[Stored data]

* * * *

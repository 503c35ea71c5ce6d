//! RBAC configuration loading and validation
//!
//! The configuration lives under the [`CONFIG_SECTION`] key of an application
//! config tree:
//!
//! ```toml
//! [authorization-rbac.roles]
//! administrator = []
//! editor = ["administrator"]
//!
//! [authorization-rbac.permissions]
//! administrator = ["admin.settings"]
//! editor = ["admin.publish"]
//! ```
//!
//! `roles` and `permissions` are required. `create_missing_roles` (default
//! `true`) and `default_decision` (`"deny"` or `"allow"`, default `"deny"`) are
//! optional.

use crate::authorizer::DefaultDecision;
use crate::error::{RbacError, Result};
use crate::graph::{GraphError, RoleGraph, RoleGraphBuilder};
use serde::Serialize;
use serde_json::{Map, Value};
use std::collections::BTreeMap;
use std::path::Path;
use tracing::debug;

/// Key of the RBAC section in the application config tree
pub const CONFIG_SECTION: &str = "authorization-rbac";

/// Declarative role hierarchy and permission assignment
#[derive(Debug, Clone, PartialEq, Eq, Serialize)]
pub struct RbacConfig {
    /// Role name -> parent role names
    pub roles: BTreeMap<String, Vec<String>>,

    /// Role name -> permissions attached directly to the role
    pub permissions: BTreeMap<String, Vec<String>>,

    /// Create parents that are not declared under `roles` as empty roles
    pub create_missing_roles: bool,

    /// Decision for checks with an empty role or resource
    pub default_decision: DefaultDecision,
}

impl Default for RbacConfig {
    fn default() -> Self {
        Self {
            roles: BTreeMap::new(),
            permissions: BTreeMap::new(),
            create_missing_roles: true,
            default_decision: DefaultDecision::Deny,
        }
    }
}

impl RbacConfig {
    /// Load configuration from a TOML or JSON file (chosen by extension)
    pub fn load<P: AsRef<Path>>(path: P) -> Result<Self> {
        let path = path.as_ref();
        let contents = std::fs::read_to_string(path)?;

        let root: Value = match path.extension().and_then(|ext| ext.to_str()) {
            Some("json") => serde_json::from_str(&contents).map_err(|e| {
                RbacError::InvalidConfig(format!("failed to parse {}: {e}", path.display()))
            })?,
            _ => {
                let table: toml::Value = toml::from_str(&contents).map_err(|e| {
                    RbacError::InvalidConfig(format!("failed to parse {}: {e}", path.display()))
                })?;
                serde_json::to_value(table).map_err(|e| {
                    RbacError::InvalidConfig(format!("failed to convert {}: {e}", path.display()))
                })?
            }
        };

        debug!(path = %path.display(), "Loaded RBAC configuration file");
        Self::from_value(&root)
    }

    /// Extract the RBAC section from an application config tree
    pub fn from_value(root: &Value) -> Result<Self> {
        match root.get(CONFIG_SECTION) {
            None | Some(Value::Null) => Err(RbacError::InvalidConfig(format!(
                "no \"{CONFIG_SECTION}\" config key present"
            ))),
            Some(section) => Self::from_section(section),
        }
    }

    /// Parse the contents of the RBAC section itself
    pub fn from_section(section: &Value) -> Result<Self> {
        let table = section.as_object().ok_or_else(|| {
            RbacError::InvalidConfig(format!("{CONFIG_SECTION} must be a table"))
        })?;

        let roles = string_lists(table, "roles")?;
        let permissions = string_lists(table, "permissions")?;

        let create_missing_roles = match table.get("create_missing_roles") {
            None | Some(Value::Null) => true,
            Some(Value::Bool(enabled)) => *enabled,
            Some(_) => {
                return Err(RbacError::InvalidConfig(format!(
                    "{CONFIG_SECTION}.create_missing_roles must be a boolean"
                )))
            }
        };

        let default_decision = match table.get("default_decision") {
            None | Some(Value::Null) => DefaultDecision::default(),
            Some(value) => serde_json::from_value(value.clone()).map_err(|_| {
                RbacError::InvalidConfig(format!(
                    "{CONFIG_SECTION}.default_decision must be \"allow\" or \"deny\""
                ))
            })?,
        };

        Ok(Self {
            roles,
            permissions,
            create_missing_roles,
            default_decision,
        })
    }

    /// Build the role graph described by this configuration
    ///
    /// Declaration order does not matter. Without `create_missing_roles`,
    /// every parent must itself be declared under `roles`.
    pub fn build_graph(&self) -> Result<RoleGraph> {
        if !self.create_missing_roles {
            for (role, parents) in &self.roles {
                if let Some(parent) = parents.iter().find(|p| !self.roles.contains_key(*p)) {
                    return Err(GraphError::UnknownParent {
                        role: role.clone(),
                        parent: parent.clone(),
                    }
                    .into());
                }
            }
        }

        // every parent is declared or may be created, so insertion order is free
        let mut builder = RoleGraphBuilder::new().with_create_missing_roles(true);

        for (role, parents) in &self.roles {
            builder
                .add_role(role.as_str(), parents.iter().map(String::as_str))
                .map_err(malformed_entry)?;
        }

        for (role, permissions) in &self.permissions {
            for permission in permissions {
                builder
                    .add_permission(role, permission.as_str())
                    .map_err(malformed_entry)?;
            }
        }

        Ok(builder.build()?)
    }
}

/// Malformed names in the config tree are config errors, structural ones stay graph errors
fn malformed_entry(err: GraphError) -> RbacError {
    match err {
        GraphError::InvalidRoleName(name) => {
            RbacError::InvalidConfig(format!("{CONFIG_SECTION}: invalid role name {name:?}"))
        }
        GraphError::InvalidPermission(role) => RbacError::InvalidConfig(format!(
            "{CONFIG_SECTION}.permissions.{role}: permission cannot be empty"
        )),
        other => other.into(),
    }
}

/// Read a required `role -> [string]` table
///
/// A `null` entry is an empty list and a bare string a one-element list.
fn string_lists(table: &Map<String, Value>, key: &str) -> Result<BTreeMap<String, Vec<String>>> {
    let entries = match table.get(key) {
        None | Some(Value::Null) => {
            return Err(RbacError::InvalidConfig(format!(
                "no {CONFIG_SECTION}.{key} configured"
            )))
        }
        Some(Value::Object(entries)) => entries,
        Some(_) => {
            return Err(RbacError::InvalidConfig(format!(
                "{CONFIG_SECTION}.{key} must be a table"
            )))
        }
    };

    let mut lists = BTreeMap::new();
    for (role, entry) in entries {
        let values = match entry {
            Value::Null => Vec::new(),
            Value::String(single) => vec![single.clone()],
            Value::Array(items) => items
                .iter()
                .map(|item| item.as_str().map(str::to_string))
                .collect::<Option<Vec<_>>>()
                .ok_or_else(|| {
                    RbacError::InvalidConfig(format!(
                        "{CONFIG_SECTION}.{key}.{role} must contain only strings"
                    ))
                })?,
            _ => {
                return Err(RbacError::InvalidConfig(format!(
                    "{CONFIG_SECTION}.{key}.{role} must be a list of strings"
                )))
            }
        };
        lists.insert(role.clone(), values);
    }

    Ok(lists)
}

* * * *

# GOAL OF THE EXERCISE
Please return every line from the first one in the records above down to the line containing "use crate::authorizer::DefaultDecision;", including both, exactly as written and nothing more.

# TASK RESULT
repository 503c35ea71c5ce6d
//! RBAC configuration loading and validation
//!
//! The configuration lives under the [`CONFIG_SECTION`] key of an application
//! config tree:
//!
//! ```toml
//! [authorization-rbac.roles]
//! administrator = []
//! editor = ["administrator"]
//!
//! [authorization-rbac.permissions]
//! administrator = ["admin.settings"]
//! editor = ["admin.publish"]
//! ```
//!
//! `roles` and `permissions` are required. `create_missing_roles` (default
//! `true`) and `default_decision` (`"deny"` or `"allow"`, default `"deny"`) are
//! optional.

use crate::authorizer::DefaultDecision;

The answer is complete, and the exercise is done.